**EXERCISE DESCRIPTION**.
Repeat exactly, and only, the lines of the entries below from the one with "and env-to-config merging." through the one with "use std::fmt;", both ends included.

Recorded data:

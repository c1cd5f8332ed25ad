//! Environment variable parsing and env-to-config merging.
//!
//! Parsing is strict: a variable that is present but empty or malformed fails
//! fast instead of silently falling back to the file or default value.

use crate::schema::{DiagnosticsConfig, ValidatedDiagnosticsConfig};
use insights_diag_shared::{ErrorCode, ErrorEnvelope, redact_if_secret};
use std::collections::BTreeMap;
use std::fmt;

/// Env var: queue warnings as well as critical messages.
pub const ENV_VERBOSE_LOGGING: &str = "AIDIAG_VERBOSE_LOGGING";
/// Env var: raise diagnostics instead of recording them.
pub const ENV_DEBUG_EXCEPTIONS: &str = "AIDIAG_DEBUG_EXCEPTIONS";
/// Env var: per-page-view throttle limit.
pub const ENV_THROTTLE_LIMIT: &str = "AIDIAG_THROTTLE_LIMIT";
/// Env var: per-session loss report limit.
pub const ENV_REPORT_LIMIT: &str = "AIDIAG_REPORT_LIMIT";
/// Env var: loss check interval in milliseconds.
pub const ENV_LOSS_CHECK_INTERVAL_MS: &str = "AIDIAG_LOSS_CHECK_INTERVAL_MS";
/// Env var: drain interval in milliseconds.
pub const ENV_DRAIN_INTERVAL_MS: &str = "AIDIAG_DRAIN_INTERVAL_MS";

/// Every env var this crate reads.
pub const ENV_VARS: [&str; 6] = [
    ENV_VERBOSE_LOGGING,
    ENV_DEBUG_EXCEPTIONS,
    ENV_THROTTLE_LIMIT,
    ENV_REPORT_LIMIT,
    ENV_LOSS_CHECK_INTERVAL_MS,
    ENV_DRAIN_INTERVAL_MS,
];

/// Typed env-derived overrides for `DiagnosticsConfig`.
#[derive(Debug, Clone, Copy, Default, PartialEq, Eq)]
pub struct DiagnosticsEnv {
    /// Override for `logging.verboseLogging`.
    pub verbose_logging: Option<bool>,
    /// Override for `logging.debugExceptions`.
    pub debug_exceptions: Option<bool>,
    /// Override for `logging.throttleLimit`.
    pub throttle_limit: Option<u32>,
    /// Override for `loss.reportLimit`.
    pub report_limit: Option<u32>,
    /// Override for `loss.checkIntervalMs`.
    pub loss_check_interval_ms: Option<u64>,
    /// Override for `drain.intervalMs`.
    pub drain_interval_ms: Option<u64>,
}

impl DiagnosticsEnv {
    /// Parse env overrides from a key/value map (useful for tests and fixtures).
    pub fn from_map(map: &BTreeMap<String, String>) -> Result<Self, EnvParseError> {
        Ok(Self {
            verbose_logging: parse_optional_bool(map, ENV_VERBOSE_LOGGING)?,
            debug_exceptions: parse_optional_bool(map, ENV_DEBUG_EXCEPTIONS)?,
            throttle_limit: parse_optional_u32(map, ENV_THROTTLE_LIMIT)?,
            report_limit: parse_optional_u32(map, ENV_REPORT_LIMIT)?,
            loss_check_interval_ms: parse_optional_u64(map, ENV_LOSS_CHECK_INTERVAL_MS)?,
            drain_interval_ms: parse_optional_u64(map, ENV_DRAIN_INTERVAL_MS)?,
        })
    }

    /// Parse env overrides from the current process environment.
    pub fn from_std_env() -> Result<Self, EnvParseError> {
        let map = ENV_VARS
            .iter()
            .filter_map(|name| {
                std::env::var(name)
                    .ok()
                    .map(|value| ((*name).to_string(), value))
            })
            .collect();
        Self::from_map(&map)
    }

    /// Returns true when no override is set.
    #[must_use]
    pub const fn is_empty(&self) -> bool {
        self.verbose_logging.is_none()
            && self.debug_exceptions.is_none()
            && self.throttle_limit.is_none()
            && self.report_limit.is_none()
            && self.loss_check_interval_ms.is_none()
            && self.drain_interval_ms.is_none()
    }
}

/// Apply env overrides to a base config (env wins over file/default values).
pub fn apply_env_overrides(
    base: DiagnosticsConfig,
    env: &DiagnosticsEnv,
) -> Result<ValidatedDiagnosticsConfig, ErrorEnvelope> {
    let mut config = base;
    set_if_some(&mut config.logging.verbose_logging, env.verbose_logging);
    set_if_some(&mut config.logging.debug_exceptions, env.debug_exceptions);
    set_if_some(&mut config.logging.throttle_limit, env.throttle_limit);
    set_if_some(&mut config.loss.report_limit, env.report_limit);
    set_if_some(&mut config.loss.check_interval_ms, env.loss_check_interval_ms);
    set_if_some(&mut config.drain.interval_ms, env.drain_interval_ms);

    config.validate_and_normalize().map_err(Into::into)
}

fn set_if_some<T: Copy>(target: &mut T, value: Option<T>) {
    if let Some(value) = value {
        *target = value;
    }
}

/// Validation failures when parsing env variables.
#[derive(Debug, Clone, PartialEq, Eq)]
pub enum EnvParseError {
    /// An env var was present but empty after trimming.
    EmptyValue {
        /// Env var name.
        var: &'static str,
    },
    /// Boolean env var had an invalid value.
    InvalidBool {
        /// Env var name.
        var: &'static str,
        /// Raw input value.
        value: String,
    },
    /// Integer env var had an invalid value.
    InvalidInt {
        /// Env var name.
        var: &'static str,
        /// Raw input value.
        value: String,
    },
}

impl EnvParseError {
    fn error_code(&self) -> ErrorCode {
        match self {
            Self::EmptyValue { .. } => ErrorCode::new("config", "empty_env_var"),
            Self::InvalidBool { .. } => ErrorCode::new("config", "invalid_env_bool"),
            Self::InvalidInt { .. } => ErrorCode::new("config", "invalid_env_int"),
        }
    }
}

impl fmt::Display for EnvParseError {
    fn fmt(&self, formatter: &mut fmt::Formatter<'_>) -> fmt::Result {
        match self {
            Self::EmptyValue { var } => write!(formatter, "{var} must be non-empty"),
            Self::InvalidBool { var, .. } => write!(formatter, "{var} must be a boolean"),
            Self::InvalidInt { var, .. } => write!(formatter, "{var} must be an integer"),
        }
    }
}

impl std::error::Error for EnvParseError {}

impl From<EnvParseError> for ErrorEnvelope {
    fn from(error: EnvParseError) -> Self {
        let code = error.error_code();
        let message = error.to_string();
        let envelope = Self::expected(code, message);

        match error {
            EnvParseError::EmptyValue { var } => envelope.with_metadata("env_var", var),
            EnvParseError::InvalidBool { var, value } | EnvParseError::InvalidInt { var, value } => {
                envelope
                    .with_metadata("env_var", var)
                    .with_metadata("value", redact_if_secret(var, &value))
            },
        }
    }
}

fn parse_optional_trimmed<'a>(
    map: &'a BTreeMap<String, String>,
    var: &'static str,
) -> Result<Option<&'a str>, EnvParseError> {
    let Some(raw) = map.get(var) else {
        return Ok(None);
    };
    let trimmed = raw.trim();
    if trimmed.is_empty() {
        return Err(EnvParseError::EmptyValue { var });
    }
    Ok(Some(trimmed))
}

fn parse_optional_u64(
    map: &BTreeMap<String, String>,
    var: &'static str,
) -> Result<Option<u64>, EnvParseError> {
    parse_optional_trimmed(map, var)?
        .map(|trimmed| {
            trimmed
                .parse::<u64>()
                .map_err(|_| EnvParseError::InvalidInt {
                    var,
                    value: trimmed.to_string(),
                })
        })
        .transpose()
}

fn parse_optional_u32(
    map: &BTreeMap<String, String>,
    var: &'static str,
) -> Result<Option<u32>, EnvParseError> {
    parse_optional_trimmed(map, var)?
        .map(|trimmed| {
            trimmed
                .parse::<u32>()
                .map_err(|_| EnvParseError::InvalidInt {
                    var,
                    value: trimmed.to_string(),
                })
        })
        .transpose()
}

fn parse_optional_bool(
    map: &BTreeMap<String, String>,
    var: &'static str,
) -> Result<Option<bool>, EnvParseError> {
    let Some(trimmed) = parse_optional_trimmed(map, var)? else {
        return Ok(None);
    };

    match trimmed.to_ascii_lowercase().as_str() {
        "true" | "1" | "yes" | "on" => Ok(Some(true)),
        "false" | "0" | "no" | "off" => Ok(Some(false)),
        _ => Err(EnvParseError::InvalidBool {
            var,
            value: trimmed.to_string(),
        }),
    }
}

**RESPONSE FOR THIS EXERCISE**.
//! Environment variable parsing and env-to-config merging.
//!
//! Parsing is strict: a variable that is present but empty or malformed fails
//! fast instead of silently falling back to the file or default value.

use crate::schema::{DiagnosticsConfig, ValidatedDiagnosticsConfig};
use insights_diag_shared::{ErrorCode, ErrorEnvelope, redact_if_secret};
use std::collections::BTreeMap;
use std::fmt;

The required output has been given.